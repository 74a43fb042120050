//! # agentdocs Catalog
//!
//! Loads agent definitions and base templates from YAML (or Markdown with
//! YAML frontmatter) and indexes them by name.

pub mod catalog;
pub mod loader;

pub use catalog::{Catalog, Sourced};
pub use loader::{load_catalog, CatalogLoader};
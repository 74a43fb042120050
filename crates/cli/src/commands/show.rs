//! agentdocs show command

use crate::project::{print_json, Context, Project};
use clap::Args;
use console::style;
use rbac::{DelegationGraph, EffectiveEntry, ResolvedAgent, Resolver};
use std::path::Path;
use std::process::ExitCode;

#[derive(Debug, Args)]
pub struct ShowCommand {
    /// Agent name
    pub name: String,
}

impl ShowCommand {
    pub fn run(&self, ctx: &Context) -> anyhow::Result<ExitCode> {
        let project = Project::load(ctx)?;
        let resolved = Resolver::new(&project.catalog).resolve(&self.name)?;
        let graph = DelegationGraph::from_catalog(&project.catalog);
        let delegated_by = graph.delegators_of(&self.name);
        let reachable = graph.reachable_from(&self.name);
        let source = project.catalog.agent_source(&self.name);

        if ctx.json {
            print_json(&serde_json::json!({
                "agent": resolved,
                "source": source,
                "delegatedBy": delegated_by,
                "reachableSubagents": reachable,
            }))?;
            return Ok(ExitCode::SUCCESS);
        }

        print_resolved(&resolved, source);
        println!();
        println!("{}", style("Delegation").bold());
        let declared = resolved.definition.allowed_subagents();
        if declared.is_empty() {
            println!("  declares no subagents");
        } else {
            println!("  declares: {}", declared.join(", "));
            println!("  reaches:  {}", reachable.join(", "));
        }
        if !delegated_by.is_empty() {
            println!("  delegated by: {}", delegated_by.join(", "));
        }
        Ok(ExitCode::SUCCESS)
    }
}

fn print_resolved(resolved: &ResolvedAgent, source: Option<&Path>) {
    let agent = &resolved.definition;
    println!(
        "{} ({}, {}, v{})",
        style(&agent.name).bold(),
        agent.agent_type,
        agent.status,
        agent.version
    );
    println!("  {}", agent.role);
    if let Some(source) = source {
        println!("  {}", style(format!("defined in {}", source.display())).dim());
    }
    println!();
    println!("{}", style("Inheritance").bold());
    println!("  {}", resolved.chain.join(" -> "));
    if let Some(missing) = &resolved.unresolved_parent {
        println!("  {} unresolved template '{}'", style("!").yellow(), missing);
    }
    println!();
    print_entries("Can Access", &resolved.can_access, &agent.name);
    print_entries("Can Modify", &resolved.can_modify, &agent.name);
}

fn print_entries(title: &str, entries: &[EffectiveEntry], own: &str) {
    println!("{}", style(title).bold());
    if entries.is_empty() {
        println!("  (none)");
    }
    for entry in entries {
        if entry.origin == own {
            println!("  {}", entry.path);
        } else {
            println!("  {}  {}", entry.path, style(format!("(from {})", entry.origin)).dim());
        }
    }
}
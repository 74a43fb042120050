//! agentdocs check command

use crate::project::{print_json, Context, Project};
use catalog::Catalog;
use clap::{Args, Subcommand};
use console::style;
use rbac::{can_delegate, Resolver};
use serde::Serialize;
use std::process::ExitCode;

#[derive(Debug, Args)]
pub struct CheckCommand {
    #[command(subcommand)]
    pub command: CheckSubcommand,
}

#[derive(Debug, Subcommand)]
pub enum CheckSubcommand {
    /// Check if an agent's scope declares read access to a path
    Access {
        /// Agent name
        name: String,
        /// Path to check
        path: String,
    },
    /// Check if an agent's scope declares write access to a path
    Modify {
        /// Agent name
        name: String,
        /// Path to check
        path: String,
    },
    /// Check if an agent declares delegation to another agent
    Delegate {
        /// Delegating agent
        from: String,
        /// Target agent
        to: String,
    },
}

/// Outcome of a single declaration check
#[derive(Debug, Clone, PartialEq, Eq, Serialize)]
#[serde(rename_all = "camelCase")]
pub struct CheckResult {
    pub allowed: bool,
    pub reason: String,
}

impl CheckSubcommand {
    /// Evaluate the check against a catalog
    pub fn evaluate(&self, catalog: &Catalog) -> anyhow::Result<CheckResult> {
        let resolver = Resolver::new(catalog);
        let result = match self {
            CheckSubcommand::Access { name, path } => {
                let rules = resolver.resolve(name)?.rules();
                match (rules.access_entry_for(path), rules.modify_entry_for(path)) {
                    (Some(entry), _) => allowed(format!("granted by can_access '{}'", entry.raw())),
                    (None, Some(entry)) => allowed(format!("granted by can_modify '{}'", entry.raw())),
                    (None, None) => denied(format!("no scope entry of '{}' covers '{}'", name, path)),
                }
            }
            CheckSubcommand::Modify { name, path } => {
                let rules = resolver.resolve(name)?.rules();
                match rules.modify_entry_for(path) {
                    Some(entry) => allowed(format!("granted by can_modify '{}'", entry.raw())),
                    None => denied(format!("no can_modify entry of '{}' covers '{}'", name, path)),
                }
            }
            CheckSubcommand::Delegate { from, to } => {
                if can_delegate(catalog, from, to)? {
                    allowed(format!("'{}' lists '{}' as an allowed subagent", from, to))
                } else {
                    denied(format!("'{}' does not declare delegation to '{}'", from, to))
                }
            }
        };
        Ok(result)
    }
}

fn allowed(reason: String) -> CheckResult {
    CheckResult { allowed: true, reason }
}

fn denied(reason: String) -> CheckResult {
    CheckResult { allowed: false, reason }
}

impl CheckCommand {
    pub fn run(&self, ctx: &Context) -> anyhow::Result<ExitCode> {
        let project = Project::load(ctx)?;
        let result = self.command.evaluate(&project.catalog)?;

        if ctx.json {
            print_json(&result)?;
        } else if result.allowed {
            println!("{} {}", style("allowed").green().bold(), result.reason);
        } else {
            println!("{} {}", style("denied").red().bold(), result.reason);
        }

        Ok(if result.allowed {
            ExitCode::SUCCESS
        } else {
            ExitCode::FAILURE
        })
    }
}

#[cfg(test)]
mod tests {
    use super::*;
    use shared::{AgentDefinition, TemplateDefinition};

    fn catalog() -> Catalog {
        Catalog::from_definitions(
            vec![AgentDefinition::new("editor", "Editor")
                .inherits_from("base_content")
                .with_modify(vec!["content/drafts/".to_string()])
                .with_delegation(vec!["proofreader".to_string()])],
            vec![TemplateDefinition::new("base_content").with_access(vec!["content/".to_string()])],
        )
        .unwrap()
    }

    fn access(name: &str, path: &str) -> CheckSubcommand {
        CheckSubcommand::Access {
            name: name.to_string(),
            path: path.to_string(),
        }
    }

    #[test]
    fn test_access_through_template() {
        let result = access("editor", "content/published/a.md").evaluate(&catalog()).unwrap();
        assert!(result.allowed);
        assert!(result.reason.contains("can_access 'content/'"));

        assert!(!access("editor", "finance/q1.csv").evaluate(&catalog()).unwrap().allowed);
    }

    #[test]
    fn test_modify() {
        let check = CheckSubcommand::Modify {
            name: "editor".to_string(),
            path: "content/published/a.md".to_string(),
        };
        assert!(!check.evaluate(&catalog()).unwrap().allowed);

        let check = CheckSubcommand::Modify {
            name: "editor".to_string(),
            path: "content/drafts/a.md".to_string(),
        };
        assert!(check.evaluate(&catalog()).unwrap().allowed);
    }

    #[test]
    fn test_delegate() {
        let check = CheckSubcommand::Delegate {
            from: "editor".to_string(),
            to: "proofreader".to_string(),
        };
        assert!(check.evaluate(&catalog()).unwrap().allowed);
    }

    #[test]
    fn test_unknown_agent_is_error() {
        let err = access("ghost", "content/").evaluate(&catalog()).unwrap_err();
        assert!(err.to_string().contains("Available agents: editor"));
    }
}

------------------------

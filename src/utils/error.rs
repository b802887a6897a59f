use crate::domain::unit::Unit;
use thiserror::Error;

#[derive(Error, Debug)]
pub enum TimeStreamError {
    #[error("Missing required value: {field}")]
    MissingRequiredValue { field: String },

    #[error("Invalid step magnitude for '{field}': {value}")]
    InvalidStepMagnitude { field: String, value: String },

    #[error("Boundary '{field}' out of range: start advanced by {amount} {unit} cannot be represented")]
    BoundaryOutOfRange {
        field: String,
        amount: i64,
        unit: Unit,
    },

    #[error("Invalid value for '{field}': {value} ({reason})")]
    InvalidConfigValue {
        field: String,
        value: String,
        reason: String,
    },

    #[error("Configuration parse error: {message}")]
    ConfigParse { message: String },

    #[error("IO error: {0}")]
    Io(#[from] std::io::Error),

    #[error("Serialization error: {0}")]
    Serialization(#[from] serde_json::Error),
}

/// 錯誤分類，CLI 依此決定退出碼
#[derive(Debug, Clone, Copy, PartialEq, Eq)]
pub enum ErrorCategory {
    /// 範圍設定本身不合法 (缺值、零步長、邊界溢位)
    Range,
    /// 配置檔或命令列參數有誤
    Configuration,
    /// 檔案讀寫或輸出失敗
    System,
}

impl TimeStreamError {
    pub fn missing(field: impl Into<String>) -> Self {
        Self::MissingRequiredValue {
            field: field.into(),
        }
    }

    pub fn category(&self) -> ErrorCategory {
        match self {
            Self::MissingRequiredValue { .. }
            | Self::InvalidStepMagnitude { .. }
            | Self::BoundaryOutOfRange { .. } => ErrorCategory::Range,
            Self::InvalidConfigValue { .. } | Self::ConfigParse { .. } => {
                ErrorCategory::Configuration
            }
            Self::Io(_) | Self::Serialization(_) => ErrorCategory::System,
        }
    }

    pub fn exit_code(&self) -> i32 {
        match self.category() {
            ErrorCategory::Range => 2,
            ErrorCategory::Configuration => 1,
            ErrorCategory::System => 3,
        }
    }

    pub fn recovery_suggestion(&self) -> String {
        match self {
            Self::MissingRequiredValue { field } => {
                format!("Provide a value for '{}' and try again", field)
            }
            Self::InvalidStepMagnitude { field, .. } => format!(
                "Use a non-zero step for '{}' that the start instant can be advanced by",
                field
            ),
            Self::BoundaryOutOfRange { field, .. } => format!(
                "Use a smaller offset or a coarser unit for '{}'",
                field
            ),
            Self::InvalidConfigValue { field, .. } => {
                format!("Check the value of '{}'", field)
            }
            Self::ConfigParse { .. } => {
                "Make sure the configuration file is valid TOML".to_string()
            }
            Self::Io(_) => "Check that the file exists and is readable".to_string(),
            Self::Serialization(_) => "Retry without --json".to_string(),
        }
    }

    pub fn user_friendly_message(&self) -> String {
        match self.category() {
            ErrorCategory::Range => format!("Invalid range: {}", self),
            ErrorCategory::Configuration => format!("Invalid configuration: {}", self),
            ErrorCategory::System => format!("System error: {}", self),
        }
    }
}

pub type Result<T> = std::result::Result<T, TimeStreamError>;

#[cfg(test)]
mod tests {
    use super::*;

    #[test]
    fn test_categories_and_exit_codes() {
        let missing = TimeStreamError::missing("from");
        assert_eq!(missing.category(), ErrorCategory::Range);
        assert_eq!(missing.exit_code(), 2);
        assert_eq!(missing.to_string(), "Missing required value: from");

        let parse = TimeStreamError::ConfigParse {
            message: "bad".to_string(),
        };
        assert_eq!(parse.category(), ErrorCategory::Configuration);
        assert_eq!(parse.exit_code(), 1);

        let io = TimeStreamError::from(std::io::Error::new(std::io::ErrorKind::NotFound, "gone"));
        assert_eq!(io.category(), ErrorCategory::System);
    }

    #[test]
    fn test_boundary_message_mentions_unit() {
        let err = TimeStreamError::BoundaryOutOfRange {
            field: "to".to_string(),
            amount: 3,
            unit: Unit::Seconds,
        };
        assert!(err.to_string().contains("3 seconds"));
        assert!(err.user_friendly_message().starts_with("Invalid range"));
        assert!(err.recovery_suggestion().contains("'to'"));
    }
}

------------------------

*Your goal:* Please give the count of lines above with "CheckSubcommand", nothing else.

*Result:* 11